# My Dad



## youngdon (Mar 10, 2010)

Most of you don't know, but earlier this month I placed my weekly call to my dad. He didn't sound good but had a dr appt the next day. I called him two days after, thinking that he would be on the mend and have any test results back. 
The test results required more tests.......but he sounded bad. Weak and just plain tired. I jumped on a plane the next day because I felt that he might need and knew he would appreciate a little help, he had another dr appt and I knew he would have a hard time driving himself there. He's 89. I wasn't prepared. I took him to the dr and he ordered tests and xrays. The next day he was having such a time I took him to the ER and they admitted him. they found a mass on his right lung, did a bioprsy and it is cancerous. It has been there for some time apparently and is fairly aggressive. He has so far refused chemo, radiation and anything else they have to offer except what will keep him comfortable. Tomorrow we meet with hospice. 
He is urging me to go home and I am torn, but for now I will honor his wish lest he give me the "look".
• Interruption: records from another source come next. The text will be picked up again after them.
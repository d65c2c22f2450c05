//! Transactional capability surface
//!
//! `Tx` is the narrow set of operations repositories need. It deliberately
//! leaves out prepared-statement caching and named statements so that other
//! backends and in-memory fakes can implement it.

use std::collections::VecDeque;
use std::fmt;

use async_trait::async_trait;

use crate::context::Context;
use crate::error::DbError;
use crate::value::{Row, Rows, Value};

/// Operations available on an active transaction
#[async_trait]
pub trait Tx: Send + Sync {
    /// Execute a statement, returning the number of affected rows
    async fn execute(&self, ctx: &Context, sql: &str, params: &[Value]) -> Result<u64, DbError>;

    /// Run a query. Each call opens a new server-side cursor.
    async fn query(&self, ctx: &Context, sql: &str, params: &[Value]) -> Result<Rows, DbError>;

    /// Run a query expected to return at least one row; extra rows are ignored.
    ///
    /// An empty result is `DbError::NoRows`.
    async fn query_row(&self, ctx: &Context, sql: &str, params: &[Value]) -> Result<Row, DbError>;

    /// Bulk-load rows into `table`, returning the number of rows copied
    async fn copy_from(
        &self,
        ctx: &Context,
        table: &Identifier,
        columns: &[&str],
        source: &mut (dyn CopySource + Send),
    ) -> Result<u64, DbError>;

    /// Submit queued statements in order
    async fn send_batch(&self, ctx: &Context, batch: Batch) -> BatchResults;
}

/// A transaction that can be resolved. Held only by the manager.
#[async_trait]
pub trait Transaction: Tx {
    async fn commit(&self, ctx: &Context) -> Result<(), DbError>;

    async fn rollback(&self, ctx: &Context) -> Result<(), DbError>;
}

/// Source of new transactions (the connection pool side)
#[async_trait]
pub trait Database: Send + Sync + 'static {
    type Transaction: Transaction + 'static;

    async fn begin(&self, ctx: &Context, settings: &TxSettings) -> Result<Self::Transaction, DbError>;
}

/// Transaction isolation level
#[derive(Debug, Clone, Copy, PartialEq, Eq, Hash)]
pub enum IsolationLevel {
    ReadUncommitted,
    ReadCommitted,
    RepeatableRead,
    Serializable,
}

impl IsolationLevel {
    pub fn as_sql(self) -> &'static str {
        match self {
            Self::ReadUncommitted => "READ UNCOMMITTED",
            Self::ReadCommitted => "READ COMMITTED",
            Self::RepeatableRead => "REPEATABLE READ",
            Self::Serializable => "SERIALIZABLE",
        }
    }
}

#[derive(Debug, Clone, Copy, PartialEq, Eq, Hash)]
pub enum AccessMode {
    ReadWrite,
    ReadOnly,
}

impl AccessMode {
    pub fn as_sql(self) -> &'static str {
        match self {
            Self::ReadWrite => "READ WRITE",
            Self::ReadOnly => "READ ONLY",
        }
    }
}

/// Settings for starting a transaction. `Default` leaves everything to the server.
#[derive(Debug, Clone, Copy, PartialEq, Eq, Hash, Default)]
pub struct TxSettings {
    pub isolation: Option<IsolationLevel>,
    pub access_mode: Option<AccessMode>,
    pub deferrable: bool,
}

impl TxSettings {
    pub fn read_only() -> Self {
        Self {
            access_mode: Some(AccessMode::ReadOnly),
            ..Self::default()
        }
    }

    pub fn read_write() -> Self {
        Self {
            access_mode: Some(AccessMode::ReadWrite),
            ..Self::default()
        }
    }

    pub fn with_isolation(mut self, level: IsolationLevel) -> Self {
        self.isolation = Some(level);
        self
    }

    pub fn deferrable(mut self) -> Self {
        self.deferrable = true;
        self
    }

    pub fn is_default(&self) -> bool {
        *self == Self::default()
    }

    /// `SET TRANSACTION` statement applying these settings, or `None` for server defaults
    pub fn set_transaction_sql(&self) -> Option<String> {
        let mut modes = Vec::with_capacity(3);
        if let Some(level) = self.isolation {
            modes.push(format!("ISOLATION LEVEL {}", level.as_sql()));
        }
        if let Some(mode) = self.access_mode {
            modes.push(mode.as_sql().to_owned());
        }
        if self.deferrable {
            modes.push("DEFERRABLE".to_owned());
        }
        if modes.is_empty() {
            None
        } else {
            Some(format!("SET TRANSACTION {}", modes.join(", ")))
        }
    }
}

/// Possibly schema-qualified identifier, e.g. `public.example`
#[derive(Debug, Clone, PartialEq, Eq, Hash)]
pub struct Identifier(Vec<String>);

impl Identifier {
    pub fn new<I, S>(parts: I) -> Self
    where
        I: IntoIterator<Item = S>,
        S: Into<String>,
    {
        Self(parts.into_iter().map(Into::into).collect())
    }

    pub fn parts(&self) -> &[String] {
        &self.0
    }

    /// Quoted form safe to splice into SQL: `"public"."example"`
    pub fn sanitize(&self) -> String {
        self.0
            .iter()
            .map(|part| quote_ident(part))
            .collect::<Vec<_>>()
            .join(".")
    }
}

impl From<&str> for Identifier {
    fn from(name: &str) -> Self {
        Self(vec![name.to_owned()])
    }
}

impl fmt::Display for Identifier {
    fn fmt(&self, f: &mut fmt::Formatter<'_>) -> fmt::Result {
        f.write_str(&self.sanitize())
    }
}

/// Double-quote an identifier, doubling embedded quotes and dropping NULs
pub fn quote_ident(name: &str) -> String {
    let escaped = name.replace('"', "\"\"").replace('\0', "");
    format!("\"{escaped}\"")
}

/// Rows fed to `Tx::copy_from`
pub trait CopySource {
    /// Next row, `Ok(None)` when exhausted
    fn next_row(&mut self) -> Result<Option<Vec<Value>>, DbError>;
}

/// Copy source over an in-memory list of rows
#[derive(Debug)]
pub struct CopyFromRows {
    rows: std::vec::IntoIter<Vec<Value>>,
}

impl CopyFromRows {
    pub fn new(rows: Vec<Vec<Value>>) -> Self {
        Self {
            rows: rows.into_iter(),
        }
    }
}

impl CopySource for CopyFromRows {
    fn next_row(&mut self) -> Result<Option<Vec<Value>>, DbError> {
        Ok(self.rows.next())
    }
}

/// Copy source over any iterator of fallible rows
pub struct CopyFromIter<I>(pub I);

impl<I> CopySource for CopyFromIter<I>
where
    I: Iterator<Item = Result<Vec<Value>, DbError>>,
{
    fn next_row(&mut self) -> Result<Option<Vec<Value>>, DbError> {
        self.0.next().transpose()
    }
}

/// Statement queued in a `Batch`
#[derive(Debug, Clone, PartialEq)]
pub struct QueuedStatement {
    pub sql: String,
    pub params: Vec<Value>,
}

/// Statements submitted together with `Tx::send_batch`
#[derive(Debug, Clone, Default, PartialEq)]
pub struct Batch {
    statements: Vec<QueuedStatement>,
}

impl Batch {
    pub fn new() -> Self {
        Self::default()
    }

    pub fn queue(&mut self, sql: impl Into<String>, params: Vec<Value>) -> &mut Self {
        self.statements.push(QueuedStatement {
            sql: sql.into(),
            params,
        });
        self
    }

    pub fn len(&self) -> usize {
        self.statements.len()
    }

    pub fn is_empty(&self) -> bool {
        self.statements.is_empty()
    }

    pub fn statements(&self) -> &[QueuedStatement] {
        &self.statements
    }

    pub fn into_statements(self) -> Vec<QueuedStatement> {
        self.statements
    }
}

/// Results of a batch, read back in submission order
#[derive(Debug)]
pub struct BatchResults {
    results: VecDeque<Result<Rows, DbError>>,
}

impl BatchResults {
    pub fn new(results: Vec<Result<Rows, DbError>>) -> Self {
        Self {
            results: results.into(),
        }
    }

    /// Every statement fails with a copy of the same cause (e.g. closed transaction)
    pub fn failed(len: usize, cause: impl Fn() -> DbError) -> Self {
        Self::new((0..len).map(|_| Err(cause())).collect())
    }

    /// Remaining unread results
    pub fn len(&self) -> usize {
        self.results.len()
    }

    pub fn is_empty(&self) -> bool {
        self.results.is_empty()
    }

    /// Affected-row count of the next statement
    pub fn exec(&mut self) -> Result<u64, DbError> {
        self.query().map(|rows| rows.rows_affected())
    }

    /// Rows of the next statement
    pub fn query(&mut self) -> Result<Rows, DbError> {
        self.results
            .pop_front()
            .unwrap_or_else(|| Err(DbError::backend("no more batch results")))
    }

    /// Discard unread results, returning the first error among them
    pub fn close(self) -> Result<(), DbError> {
        self.results
            .into_iter()
            .find_map(Result::err)
            .map_or(Ok(()), Err)
    }
}

#[cfg(test)]
mod tests {
    use super::*;
    use crate::params;

    #[test]
    fn default_settings_emit_nothing() {
        assert!(TxSettings::default().is_default());
        assert_eq!(TxSettings::default().set_transaction_sql(), None);
    }

    #[test]
    fn settings_render_set_transaction() {
        let settings = TxSettings::read_only()
            .with_isolation(IsolationLevel::Serializable)
            .deferrable();
        assert_eq!(
            settings.set_transaction_sql().as_deref(),
            Some("SET TRANSACTION ISOLATION LEVEL SERIALIZABLE, READ ONLY, DEFERRABLE")
        );
    }

    #[test]
    fn identifier_quotes_each_part() {
        let id = Identifier::new(["public", "odd\"name"]);
        assert_eq!(id.sanitize(), r#""public"."odd""name""#);
        assert_eq!(Identifier::from("example").to_string(), r#""example""#);
    }

    #[test]
    fn copy_from_iter_stops_on_error() {
        let rows = vec![Ok(params![1]), Err(DbError::backend("bad row"))];
        let mut source = CopyFromIter(rows.into_iter());
        assert!(source.next_row().unwrap().is_some());
        assert!(source.next_row().is_err());
        assert!(source.next_row().unwrap().is_none());
    }

    #[test]
    fn batch_results_close_reports_first_error() {
        let results = BatchResults::new(vec![
            Ok(Rows::from_values(&["n"], vec![])),
            Err(DbError::backend("duplicate key")),
            Err(DbError::BatchAborted),
        ]);
        let err = results.close().unwrap_err();
        assert_eq!(err.to_string(), "backend error: duplicate key");
    }

    #[test]
    fn batch_results_past_end_is_an_error() {
        let mut results = BatchResults::new(vec![]);
        assert!(results.exec().is_err());
    }
}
I haven't had what it will take to tell my Mom even though she won't know who I am or who I am telling her about but I feel grateful that she will be spared the pain.


----------



## youngdon (Mar 10, 2010)

I just couldn't post this here yesterday. We met with hospice today and they will keep him comfortable.


----------



## sneakygroundbuzzard (Nov 1, 2012)

Don,i am real sorry to hear this. thoughts and prayers are with you and your family.


----------



## glenway (Mar 27, 2011)

Dang tough for sure, Don. Went through something similar with my mother. And, I was glad to have every minute with her. I'll be thinking of you and your family and offer my prayers.


----------



## hassell (Feb 9, 2010)

It's been a tough road lately, our thoughts and prayers have been you and yours.

Rick & Cindy


----------



## jimmy shutt (Jun 2, 2013)

Sorry to hear YD, thoughts and prayers for you and Family!!


----------



## JTKillough (May 4, 2010)

So sorry to hear this. I lost my dad to cancer some years ago. My thoughts and prayers to you and all of your family.


----------



## Ruger (Jan 22, 2011)

Sorry to hear Don, praying for you and your family.


----------



## kiyote (Jun 15, 2014)

sorry to hear this don. you have my prayers.my own father was diagnosed with melanoma 25 years ago.he has been through the ringer time and time and time again but at 82 he is still going.if I had to describe him it would be ,"one tough mother." and he still tells me ,"boy I'LL TAN YER HIDE." when I try to get him to take it easy


----------



## Bigdrowdy1 (Jan 29, 2010)

Don my biggest fear is where you are. I cant fathom losing either of my parents passing. I don't have any words to share as this aint one of my better traits as though I really have any! Please feel free to call to talk or vent as I am your second family via the internet. You and your family will be in my thoughts and prayers. You have my number and please don't hesitate to call. I aint great with words but I am a pretty dam good listener. I have found when ever I have reached out others have had what I needed whether they knew it or not. God works in ways I don't understand but then again I don't need too as it may not be for me and I don't have a problem with it. Please feel free to call anytime day or night.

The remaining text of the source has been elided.